* **Task to complete**:
Each record below needs to be written out exactly as it reads.

Items listed in a dataset:
[Start of section]
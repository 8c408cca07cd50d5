//! Integration tests for stocking a store from YAML fixture sets.

use std::fs;

use rusty_money::{Money, iso::EUR};
use storefront::prelude::*;
use tempfile::TempDir;
use testresult::TestResult;

fn write_set(dir: &TempDir, name: &str, promotions: &str, products: &str) -> TestResult {
    fs::create_dir_all(dir.path().join("promotions"))?;
    fs::create_dir_all(dir.path().join("products"))?;

    fs::write(
        dir.path().join("promotions").join(format!("{name}.yml")),
        promotions,
    )?;
    fs::write(
        dir.path().join("products").join(format!("{name}.yml")),
        products,
    )?;

    Ok(())
}

#[test]
fn best_buy_set_stocks_the_store() -> TestResult {
    let fixture = Fixture::from_set("best_buy")?;
    let store = fixture.store()?;

    let active: Vec<&str> = store
        .active_products()
        .map(|(_, product)| product.name())
        .collect();

    assert_eq!(
        active,
        ["MacBook Air M2", "Bose QuietComfort Earbuds", "Google Pixel 7"]
    );
    assert_eq!(store.len(), 4);
    assert_eq!(store.total_quantity(), 850);

    let cable = store
        .get(fixture.product_key("cable")?)
        .ok_or("cable missing")?;

    assert!(!cable.is_active());
    assert_eq!(cable.promotion().map(|promotion| promotion.name()), Some("3 for 2"));

    Ok(())
}

#[test]
fn best_buy_set_orders_with_promotions() -> TestResult {
    let mut fixture = Fixture::from_set("best_buy")?;
    let lines = fixture.order_lines([("macbook", 2), ("earbuds", 3), ("pixel", 1)])?;

    let receipt = fixture.store_mut()?.checkout(lines)?;

    assert_eq!(receipt.total(), Money::from_minor(302_500, EUR));
    assert_eq!(receipt.subtotal(), Money::from_minor(415_000, EUR));

    Ok(())
}

#[test]
fn sets_load_from_a_custom_base_path() -> TestResult {
    let dir = TempDir::new()?;

    write_set(
        &dir,
        "corner_shop",
        r#"
promotions:
  three_for_two:
    type: positional
    name: "3 for 2"
    size: 3
    positions: [2]
    discount: "1.0"
"#,
        r#"
currency: GBP
products:
  - key: crisps
    name: Crisps
    price: "1.20 GBP"
    quantity: 30
    promotion: three_for_two
"#,
    )?;

    let mut fixture = Fixture::with_base_path(dir.path());

    fixture
        .load_promotions("corner_shop")?
        .load_products("corner_shop")?;

    let lines = fixture.order_lines([("crisps", 7)])?;
    let total = fixture.store_mut()?.order(lines)?;

    // 7 bags, 2 of them free
    assert_eq!(total.to_minor_units(), 600);
    assert_eq!(total.currency().iso_alpha_code, "GBP");

    Ok(())
}

#[test]
fn missing_set_is_an_io_error() -> TestResult {
    let dir = TempDir::new()?;

    let mut fixture = Fixture::with_base_path(dir.path());

    assert!(matches!(
        fixture.load_products("nothing_here"),
        Err(FixtureError::Io(_))
    ));

    Ok(())
}

#[test]
fn malformed_yaml_is_rejected() -> TestResult {
    let dir = TempDir::new()?;

    write_set(
        &dir,
        "broken",
        "promotions: {}\n",
        "currency: EUR\nproducts:\n  - key: [unterminated\n",
    )?;

    let mut fixture = Fixture::with_base_path(dir.path());

    fixture.load_promotions("broken")?;

    assert!(matches!(
        fixture.load_products("broken"),
        Err(FixtureError::Yaml(_))
    ));

    Ok(())
}

#[test]
fn invalid_product_data_is_rejected() -> TestResult {
    let dir = TempDir::new()?;

    write_set(
        &dir,
        "nameless",
        "promotions: {}\n",
        r#"
currency: EUR
products:
  - key: blank
    name: ""
    price: "1 EUR"
    quantity: 1
"#,
    )?;

    let mut fixture = Fixture::with_base_path(dir.path());

    fixture.load_promotions("nameless")?;

    assert!(matches!(
        fixture.load_products("nameless"),
        Err(FixtureError::InvalidProduct(ProductError::InvalidName))
    ));

    Ok(())
}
[End of section]
* **Solution to the exercise**:
repository 8c408cca07cd50d5
//! Integration tests for stocking a store from YAML fixture sets.

use std::fs;

use rusty_money::{Money, iso::EUR};
use storefront::prelude::*;
use tempfile::TempDir;
use testresult::TestResult;

fn write_set(dir: &TempDir, name: &str, promotions: &str, products: &str) -> TestResult {
    fs::create_dir_all(dir.path().join("promotions"))?;
    fs::create_dir_all(dir.path().join("products"))?;

    fs::write(
        dir.path().join("promotions").join(format!("{name}.yml")),
        promotions,
    )?;
    fs::write(
        dir.path().join("products").join(format!("{name}.yml")),
        products,
    )?;

    Ok(())
}

#[test]
fn best_buy_set_stocks_the_store() -> TestResult {
    let fixture = Fixture::from_set("best_buy")?;
    let store = fixture.store()?;

    let active: Vec<&str> = store
        .active_products()
        .map(|(_, product)| product.name())
        .collect();

    assert_eq!(
        active,
        ["MacBook Air M2", "Bose QuietComfort Earbuds", "Google Pixel 7"]
    );
    assert_eq!(store.len(), 4);
    assert_eq!(store.total_quantity(), 850);

    let cable = store
        .get(fixture.product_key("cable")?)
        .ok_or("cable missing")?;

    assert!(!cable.is_active());
    assert_eq!(cable.promotion().map(|promotion| promotion.name()), Some("3 for 2"));

    Ok(())
}

#[test]
fn best_buy_set_orders_with_promotions() -> TestResult {
    let mut fixture = Fixture::from_set("best_buy")?;
    let lines = fixture.order_lines([("macbook", 2), ("earbuds", 3), ("pixel", 1)])?;

    let receipt = fixture.store_mut()?.checkout(lines)?;

    assert_eq!(receipt.total(), Money::from_minor(302_500, EUR));
    assert_eq!(receipt.subtotal(), Money::from_minor(415_000, EUR));

    Ok(())
}

#[test]
fn sets_load_from_a_custom_base_path() -> TestResult {
    let dir = TempDir::new()?;

    write_set(
        &dir,
        "corner_shop",
        r#"
promotions:
  three_for_two:
    type: positional
    name: "3 for 2"
    size: 3
    positions: [2]
    discount: "1.0"
"#,
        r#"
currency: GBP
products:
  - key: crisps
    name: Crisps
    price: "1.20 GBP"
    quantity: 30
    promotion: three_for_two
"#,
    )?;

    let mut fixture = Fixture::with_base_path(dir.path());

    fixture
        .load_promotions("corner_shop")?
        .load_products("corner_shop")?;

    let lines = fixture.order_lines([("crisps", 7)])?;
    let total = fixture.store_mut()?.order(lines)?;

    // 7 bags, 2 of them free
    assert_eq!(total.to_minor_units(), 600);
    assert_eq!(total.currency().iso_alpha_code, "GBP");

    Ok(())
}

#[test]
fn missing_set_is_an_io_error() -> TestResult {
    let dir = TempDir::new()?;

    let mut fixture = Fixture::with_base_path(dir.path());

    assert!(matches!(
        fixture.load_products("nothing_here"),
        Err(FixtureError::Io(_))
    ));

    Ok(())
}

#[test]
fn malformed_yaml_is_rejected() -> TestResult {
    let dir = TempDir::new()?;

    write_set(
        &dir,
        "broken",
        "promotions: {}\n",
        "currency: EUR\nproducts:\n  - key: [unterminated\n",
    )?;

    let mut fixture = Fixture::with_base_path(dir.path());

    fixture.load_promotions("broken")?;

    assert!(matches!(
        fixture.load_products("broken"),
        Err(FixtureError::Yaml(_))
    ));

    Ok(())
}

#[test]
fn invalid_product_data_is_rejected() -> TestResult {
    let dir = TempDir::new()?;

    write_set(
        &dir,
        "nameless",
        "promotions: {}\n",
        r#"
currency: EUR
products:
  - key: blank
    name: ""
    price: "1 EUR"
    quantity: 1
"#,
    )?;

    let mut fixture = Fixture::with_base_path(dir.path());

    fixture.load_promotions("nameless")?;

    assert!(matches!(
        fixture.load_products("nameless"),
        Err(FixtureError::InvalidProduct(ProductError::InvalidName))
    ));

    Ok(())
}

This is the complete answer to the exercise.